The choice I have made is that I will not desperately pursue, run after or demand Joy. What I will do is acknowledge and feel deeply the pain of my situation, the overwhelmingness that I feel, even the anxiety and the panic.
But I will do that–I will think on those realities–with my face turned directly toward God. With my heart seeking after Him and crying out desperately to Him. With my hands open to Him even as the tears pour down my face in worry and despair and fear.
When I speak of “meditating” on my sadness, it is not thinking about my sad situation to exclude God. It is an intimate conversation, really, with God about all that is overwhelming me. The direction of my “meditation on sadness” makes all the difference. Because as I sink into the heavy realities of my life, I am surrounded by and embraced and held by Almighty God.
My main point was that I don’t experience Joy by pasting a smile on and spouting off spiritual words. The joy I experience is a gift of grace that comes to me when I am facing with total honesty how overwhelming certain circumstances are to me right now.
In the honest, heartwrenching pain, I cannot force Joy or Peace to happen. I cannot even demand them from God. And I cannot demand that when He gives them to me, as gifts of His grace, that the Peace and Joy will erase the fears and doubts and uncertainties and discouragement. Sometimes the fear goes away with the gift of peace. Sometimes it doesn’t. Either way it does not change the way He meets me and holds me as I cling to Him in my darkest times.

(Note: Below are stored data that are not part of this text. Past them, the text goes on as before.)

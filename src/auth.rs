//! OAuth2 authorization-code flow and access token management.
//!
//! Authorization is a small state machine driven by the caller:
//! [`Authenticator::begin_authorization`] returns the URL the user must open,
//! and [`Authenticator::submit_code`] redeems the code the user pastes back.
//! After that, [`Authenticator::get_access_token`] keeps the token fresh.

use std::sync::Arc;
use std::time::{SystemTime, UNIX_EPOCH};

use reqwest::{Client, RequestBuilder};
use serde_json::{json, Value};
use tokio::sync::{Mutex, RwLock};
use tracing::{debug, info, warn};
use url::Url;
use uuid::Uuid;

use crate::config::{self, EnvFile, Endpoints};
use crate::error::{PanError, Result};
use crate::models::{AppCredentials, Credential, TokenResponse, Tokens};

/// Tokens closer than this to expiry are refreshed before use.
pub const REFRESH_THRESHOLD_SECS: u64 = 60;

/// Scopes requested during authorization.
const SCOPE: &str = "basic,netdisk";

/// Where the authorization flow currently stands.
#[derive(Debug, Clone, Copy, PartialEq, Eq)]
pub enum AuthState {
    NeedsAuthorization,
    AwaitingUserCode,
    Authorized,
}

#[derive(Default)]
struct AuthInner {
    tokens: Option<Tokens>,
    /// OAuth `state` of an authorization waiting for its code.
    pending_state: Option<String>,
}

/// Credential manager: redeems authorization codes and refreshes tokens.
#[derive(Clone)]
pub struct Authenticator {
    app: Arc<AppCredentials>,
    endpoints: Arc<Endpoints>,
    client: Client,
    inner: Arc<RwLock<AuthInner>>,
    store: Option<Arc<Mutex<EnvFile>>>,
}

fn now_secs() -> u64 {
    SystemTime::now()
        .duration_since(UNIX_EPOCH)
        .map(|d| d.as_secs())
        .unwrap_or(0)
}

impl Authenticator {
    /// Create an authenticator that keeps tokens in memory only.
    pub fn new(credential: Credential, endpoints: Endpoints) -> Self {
        Self {
            app: Arc::new(credential.app),
            endpoints: Arc::new(endpoints),
            client: crate::client::build_http_client(),
            inner: Arc::new(RwLock::new(AuthInner {
                tokens: credential.tokens,
                pending_state: None,
            })),
            store: None,
        }
    }

    /// Persist every new token pair to `store`.
    pub fn with_store(mut self, store: EnvFile) -> Self {
        self.store = Some(Arc::new(Mutex::new(store)));
        self
    }

    /// Build from a loaded configuration, persisting tokens to its store.
    pub fn from_config(loaded: config::LoadedConfig) -> Self {
        Self::new(loaded.credential, loaded.endpoints).with_store(loaded.store)
    }

    pub fn app(&self) -> &AppCredentials {
        &self.app
    }

    pub fn endpoints(&self) -> &Endpoints {
        &self.endpoints
    }

    pub(crate) fn http(&self) -> &Client {
        &self.client
    }

    pub async fn state(&self) -> AuthState {
        let inner = self.inner.read().await;
        if inner.pending_state.is_some() {
            AuthState::AwaitingUserCode
        } else if inner.tokens.is_some() {
            AuthState::Authorized
        } else {
            AuthState::NeedsAuthorization
        }
    }

    /// Snapshot of the current tokens.
    pub async fn tokens(&self) -> Option<Tokens> {
        self.inner.read().await.tokens.clone()
    }

    /// Start an authorization and return the URL the user must visit.
    pub async fn begin_authorization(&self) -> Result<String> {
        let state = match self.app.as_ref() {
            AppCredentials::Own { .. } => Uuid::new_v4().simple().to_string(),
            AppCredentials::Shared { .. } => self.fetch_relay_state().await?,
        };

        let authorize = format!("{}/oauth/2.0/authorize", self.endpoints.oauth);
        let url = Url::parse_with_params(
            &authorize,
            &[
                ("client_id", self.app.client_id()),
                ("redirect_uri", self.app.redirect_uri()),
                ("response_type", "code"),
                ("scope", SCOPE),
                ("state", state.as_str()),
            ],
        )
        .map_err(|e| PanError::Config(format!("invalid OAuth endpoint {}: {}", authorize, e)))?;

        self.inner.write().await.pending_state = Some(state);
        debug!(url = %url, "authorization started");
        Ok(url.into())
    }

    /// Redeem the code returned by the authorization page.
    ///
    /// On failure the authorization stays pending so the code can be re-entered.
    pub async fn submit_code(&self, code: &str) -> Result<()> {
        let state = self
            .inner
            .read()
            .await
            .pending_state
            .clone()
            .ok_or_else(|| {
                PanError::Authorization("no authorization in progress".to_string())
            })?;

        let code = code.trim();
        if code.is_empty() {
            return Err(PanError::Authorization("authorization code is empty".to_string()));
        }

        let request = match self.app.as_ref() {
            AppCredentials::Own {
                client_id,
                client_secret,
                redirect_uri,
                ..
            } => self
                .client
                .post(format!("{}/oauth/2.0/token", self.endpoints.oauth))
                .form(&[
                    ("grant_type", "authorization_code"),
                    ("code", code),
                    ("client_id", client_id.as_str()),
                    ("client_secret", client_secret.as_str()),
                    ("redirect_uri", redirect_uri.as_str()),
                ]),
            AppCredentials::Shared {
                client_id,
                redirect_uri,
            } => self
                .client
                .post(format!("{}/baiducloud/callback", self.endpoints.relay))
                .json(&json!({
                    "client_id": client_id,
                    "code": code,
                    "redirect_uri": redirect_uri,
                    "grant_type": "authorization_code",
                    "state": state,
                })),
        };

        let token = send_token_request(request)
            .await
            .map_err(|e| PanError::Authorization(e.to_string()))?
            .map_err(PanError::Authorization)?;

        let tokens = self.finish_authorization(token).await;
        info!("authorization completed");
        self.persist(&tokens).await
    }

    /// Get a valid access token, refreshing it if necessary.
    ///
    /// A rejected refresh token clears the stored tokens and returns
    /// [`PanError::TokenRefresh`]. Transport failures and server faults keep
    /// them, so a later call can retry the refresh.
    pub async fn get_access_token(&self) -> Result<String> {
        {
            let inner = self.inner.read().await;
            match inner.tokens.as_ref() {
                Some(token) if is_fresh(token) => return Ok(token.access_token.clone()),
                Some(_) => {}
                None => return Err(authorization_required()),
            }
        }

        // Callers queued on the write lock see the refreshed token.
        let mut inner = self.inner.write().await;
        let refresh_token = match inner.tokens.as_ref() {
            Some(token) if is_fresh(token) => return Ok(token.access_token.clone()),
            Some(token) => token.refresh_token.clone(),
            None => return Err(authorization_required()),
        };

        debug!("access token expired, refreshing");
        let token = match self.refresh_token(&refresh_token).await {
            Ok(token) => token,
            Err(e) => {
                if matches!(e, PanError::TokenRefresh(_)) {
                    warn!("refresh token rejected, authorization required");
                    inner.tokens = None;
                } else {
                    warn!(error = %e, "token refresh failed, keeping stored tokens");
                }
                return Err(e);
            }
        };

        let tokens = Tokens {
            access_token: token.access_token,
            refresh_token: token.refresh_token,
            expires_at: now_secs() + token.expires_in,
        };
        inner.tokens = Some(tokens.clone());
        drop(inner);

        info!("access token refreshed");
        self.persist(&tokens).await?;
        Ok(tokens.access_token)
    }

    async fn refresh_token(&self, refresh_token: &str) -> Result<TokenResponse> {
        let request = match self.app.as_ref() {
            AppCredentials::Own {
                client_id,
                client_secret,
                ..
            } => self
                .client
                .get(format!("{}/oauth/2.0/token", self.endpoints.oauth))
                .query(&[
                    ("grant_type", "refresh_token"),
                    ("refresh_token", refresh_token),
                    ("client_id", client_id.as_str()),
                    ("client_secret", client_secret.as_str()),
                ]),
            AppCredentials::Shared { client_id, .. } => self
                .client
                .post(format!("{}/baiducloud/refresh", self.endpoints.relay))
                .form(&[
                    ("client_id", client_id.as_str()),
                    ("refresh_token", refresh_token),
                ]),
        };

        send_token_request(request)
            .await?
            .map_err(PanError::TokenRefresh)
    }

    async fn fetch_relay_state(&self) -> Result<String> {
        let url = format!("{}/baiducloud/state", self.endpoints.relay);
        let response = self
            .client
            .get(&url)
            .send()
            .await
            .map_err(|e| PanError::Authorization(format!("cannot reach {}: {}", url, e)))?;

        let status = response.status();
        let body = response.text().await.unwrap_or_default();
        if !status.is_success() {
            return Err(PanError::Authorization(format!(
                "Status {}: {}",
                status, body
            )));
        }

        let value: Value = serde_json::from_str(&body)?;
        value
            .get("state")
            .or_else(|| value.get("data").and_then(|d| d.get("state")))
            .and_then(Value::as_str)
            .filter(|s| !s.is_empty())
            .map(str::to_string)
            .ok_or_else(|| PanError::Authorization("relay returned no state".to_string()))
    }

    async fn finish_authorization(&self, token: TokenResponse) -> Tokens {
        let tokens = Tokens {
            access_token: token.access_token,
            refresh_token: token.refresh_token,
            expires_at: now_secs() + token.expires_in,
        };
        let mut inner = self.inner.write().await;
        inner.tokens = Some(tokens.clone());
        inner.pending_state = None;
        tokens
    }

    async fn persist(&self, tokens: &Tokens) -> Result<()> {
        let Some(store) = &self.store else {
            return Ok(());
        };

        let mut pairs = vec![
            (config::ACCESS_TOKEN, tokens.access_token.clone()),
            (config::REFRESH_TOKEN, tokens.refresh_token.clone()),
            (config::EXPIRES_AT, tokens.expires_at.to_string()),
        ];
        if self.app.is_shared() {
            pairs.push((config::CLIENT_ID, self.app.client_id().to_string()));
            pairs.push((config::REDIRECT_URI, self.app.redirect_uri().to_string()));
        }

        let mut store = store.lock().await;
        store.update(pairs)?;
        debug!(path = %store.path().display(), "tokens saved");
        Ok(())
    }
}

fn is_fresh(token: &Tokens) -> bool {
    token.expires_at > now_secs() + REFRESH_THRESHOLD_SECS
}

fn authorization_required() -> PanError {
    PanError::Authorization("not authorized yet, run the authorization flow first".to_string())
}

/// Send a token request. The inner error is the server rejecting the grant
/// (a 4xx status or an `error` body); the outer one covers transport failures
/// and server faults, which leave the grant usable.
async fn send_token_request(
    request: RequestBuilder,
) -> Result<std::result::Result<TokenResponse, String>> {
    let response = request.send().await?;
    let status = response.status();
    let body = response.text().await.unwrap_or_default();

    if status.is_server_error() {
        return Err(PanError::RemoteApi {
            code: status.as_u16() as i64,
            message: body,
        });
    }

    let value = match serde_json::from_str::<Value>(&body) {
        Ok(value) => value,
        Err(_) if status.is_client_error() => {
            return Ok(Err(format!("Status {}: {}", status, body)))
        }
        Err(e) => return Err(e.into()),
    };
    let parsed = TokenResponse::from_value(&value);
    if !status.is_success() {
        return Ok(Err(match parsed {
            Err(reason) => format!("Status {}: {}", status, reason),
            Ok(_) => format!("Status {}: {}", status, body),
        }));
    }
    Ok(parsed)
}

On a lighter note (or maybe to convince you how strange I really am!) I thoroughly enjoyed reading a sermon on depression by Puritan pastor, Richard Baxter. I’m not a huge fan of Puritan theology (don’t stone me, please!), but this was a pretty fun read for three reasons: (1) hearing the things that are the same today as they were then (2) the good perspective and advice he gave and (3) the hilarious and totally politically incorrect advice he gave.
All in all, while I allowed myself to feel the weight of my sadness yesterday, God brought me hope and peace through the depressing poems (in my original post), through this sermon on depression from the 1600s, and through a very helpful worship service at a tiny Lutheran church I visited. This morning He encouraged me again through a letter from friends who are praying and challenging me.
Today I went up. And I went down. And up and down and so on. My life is still very hard. There are situations where any decision I make feels like it will only make things worse. For me and for people I love dearly.